Accurate and Efficient Computations on Phase-changing Flows in Thermal Vapor Compressor

Abstract

Most previous numerical researches on flow field inside Thermal Vapor Compressor (TVC) has been conducted neglecting phase changing process around shock-train region. It may provide the plausible results on suction performance of target problem, however, it also can be fallen into erroneous prediction. The present study focuses above limitations and provides computational improvements through multi-phase flow modeling and analysis. In order to capture the multi-phase flow physics accurately and provide reliable results, several numerical methods and models, including the shock-stable multi-phase AUSMPW+ N scheme, phase changing models, cell-by-cell adaptive mesh refinement technique, the IAPWS-97 equation of states and its SBTL model, are combined into a numerical solver.
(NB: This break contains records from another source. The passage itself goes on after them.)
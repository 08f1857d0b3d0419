//! Route definitions for the `/jobs` resource.
//!
//! All endpoints require authentication; the progress WebSocket
//! re-checks job ownership at subscribe time.

use axum::routing::{get, post, put};
use axum::Router;

use crate::handlers::{jobs, outputs};
use crate::state::AppState;
use crate::ws;

/// Routes mounted at `/jobs`.
///
/// ```text
/// POST   /                    -> create_job
/// GET    /{id}                -> get_job
/// DELETE /{id}                -> delete_job
/// PUT    /{id}/placement      -> set_placement
/// POST   /{id}/process        -> process_job
/// GET    /{id}/feed-preview   -> feed_preview
/// GET    /{id}/outputs        -> list_outputs
/// GET    /{id}/progress       -> progress WebSocket
/// ```
pub fn router() -> Router<AppState> {
    Router::new()
        .route("/", post(jobs::create_job))
        .route("/{id}", get(jobs::get_job).delete(jobs::delete_job))
        .route("/{id}/placement", put(jobs::set_placement))
        .route("/{id}/process", post(jobs::process_job))
        .route("/{id}/feed-preview", get(jobs::feed_preview))
        .route("/{id}/outputs", get(outputs::list_outputs))
        .route("/{id}/progress", get(ws::progress_handler))
}
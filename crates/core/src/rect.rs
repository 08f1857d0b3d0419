//! Placement rectangle for compositing a product image onto a template.
//!
//! The rect is configured per job and stored as JSONB on the `jobs`
//! table. Validation happens here, at submission time -- the compositor
//! assumes it is handed a valid rect and only applies the clamping
//! rules.

use serde::{Deserialize, Serialize};

use crate::error::CoreError;

/// Target region for the product image on the template, in template
/// pixel coordinates. `x`/`y` may be negative or out of bounds; they
/// are clamped against the template dimensions at composite time.
#[derive(Debug, Clone, Copy, PartialEq, Eq, Serialize, Deserialize)]
pub struct PlacementRect {
    pub x: i32,
    pub y: i32,
    pub width: u32,
    pub height: u32,
}

impl PlacementRect {
    /// Validate a rect coming in from the API or the database.
    ///
    /// Width and height must be at least 1; zero-sized placements make
    /// the resize step meaningless and are rejected up front.
    pub fn validate(&self) -> Result<(), CoreError> {
        if self.width == 0 || self.height == 0 {
            return Err(CoreError::Validation(format!(
                "Placement dimensions must be at least 1x1, got {}x{}",
                self.width, self.height
            )));
        }
        Ok(())
    }

    /// Deserialize and validate a rect from its stored JSONB form.
    ///
    /// Returns `Validation` if the JSON is missing fields, has the
    /// wrong types, or fails [`validate`](Self::validate). A job whose
    /// stored placement does not pass this is unrunnable.
    pub fn from_json(value: &serde_json::Value) -> Result<Self, CoreError> {
        let rect: Self = serde_json::from_value(value.clone()).map_err(|e| {
            CoreError::Validation(format!("Invalid placement rect: {e}"))
        })?;
        rect.validate()?;
        Ok(rect)
    }

    /// Serialize to the JSONB form stored on the `jobs` table.
    pub fn to_json(&self) -> serde_json::Value {
        serde_json::json!({
            "x": self.x,
            "y": self.y,
            "width": self.width,
            "height": self.height,
        })
    }

    /// Compute the final top-left position on a template of the given
    /// size, clamped so the placed image stays inside the template:
    ///
    /// ```text
    /// final_x = max(0, min(x, template_w - width))
    /// final_y = max(0, min(y, template_h - height))
    /// ```
    ///
    /// When the product is larger than the template the lower bound
    /// wins and the position pins to 0.
    pub fn clamped_position(&self, template_w: u32, template_h: u32) -> (i64, i64) {
        let max_x = template_w as i64 - self.width as i64;
        let max_y = template_h as i64 - self.height as i64;
        let final_x = (self.x as i64).min(max_x).max(0);
        let final_y = (self.y as i64).min(max_y).max(0);
        (final_x, final_y)
    }

    /// Whether clamping against the given template size would move the
    /// rect away from its requested position.
    pub fn is_clamped_on(&self, template_w: u32, template_h: u32) -> bool {
        self.clamped_position(template_w, template_h) != (self.x as i64, self.y as i64)
    }
}

// ---------------------------------------------------------------------------
// Tests
// ---------------------------------------------------------------------------

#[cfg(test)]
mod tests {
    use super::*;

    fn rect(x: i32, y: i32, width: u32, height: u32) -> PlacementRect {
        PlacementRect { x, y, width, height }
    }

    #[test]
    fn validate_accepts_normal_rect() {
        assert!(rect(10, 20, 100, 100).validate().is_ok());
    }

    #[test]
    fn validate_rejects_zero_dimensions() {
        assert!(rect(0, 0, 0, 100).validate().is_err());
        assert!(rect(0, 0, 100, 0).validate().is_err());
    }

    #[test]
    fn in_bounds_rect_is_not_moved() {
        let r = rect(10, 20, 50, 50);
        assert_eq!(r.clamped_position(200, 150), (10, 20));
        assert!(!r.is_clamped_on(200, 150));
    }

    #[test]
    fn overflow_clamps_to_bottom_right() {
        // Template 200x150, rect at (180, 140) sized 50x50 must pin to
        // (150, 100) so the full product stays inside.
        let r = rect(180, 140, 50, 50);
        assert_eq!(r.clamped_position(200, 150), (150, 100));
        assert!(r.is_clamped_on(200, 150));
    }

    #[test]
    fn negative_origin_clamps_to_zero() {
        let r = rect(-30, -5, 50, 50);
        assert_eq!(r.clamped_position(200, 150), (0, 0));
    }

    #[test]
    fn product_larger_than_template_pins_to_origin() {
        let r = rect(10, 10, 400, 300);
        assert_eq!(r.clamped_position(200, 150), (0, 0));
    }

    #[test]
    fn from_json_roundtrip() {
        let value = serde_json::json!({ "x": 180, "y": 140, "width": 50, "height": 50 });
        let r = PlacementRect::from_json(&value).expect("valid rect should parse");
        assert_eq!(r, rect(180, 140, 50, 50));
        assert_eq!(r.to_json(), value);
    }

    #[test]
    fn from_json_rejects_missing_fields() {
        let value = serde_json::json!({ "x": 180, "y": 140 });
        assert!(PlacementRect::from_json(&value).is_err());
    }

    #[test]
    fn from_json_rejects_zero_size() {
        let value = serde_json::json!({ "x": 0, "y": 0, "width": 0, "height": 10 });
        assert!(PlacementRect::from_json(&value).is_err());
    }
}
The numerical solver incorporating these methods and models is validated with problems that possess similar physics, phase-changing process, shock-train and its interaction with shear mixing layer. Then fundamental flow physics is introduced, and general operation mode of TVC are reproduced to confirm the consistency of present computations. The influence of grid clustering level on to resolution of shear layer and computed suction performance is shown by examining grid dependence. Then simulation results on various TVC systems are compared with single- and multi-phase computations. The comparison explain the reason for yielding more accurate results by multi-phase computations than the other. Based on the computational results and comparisons, necessary of describing the phase-changing process and its influence on two major local physical features are addressed. The local flow physics are then compared between multi-phase modelings.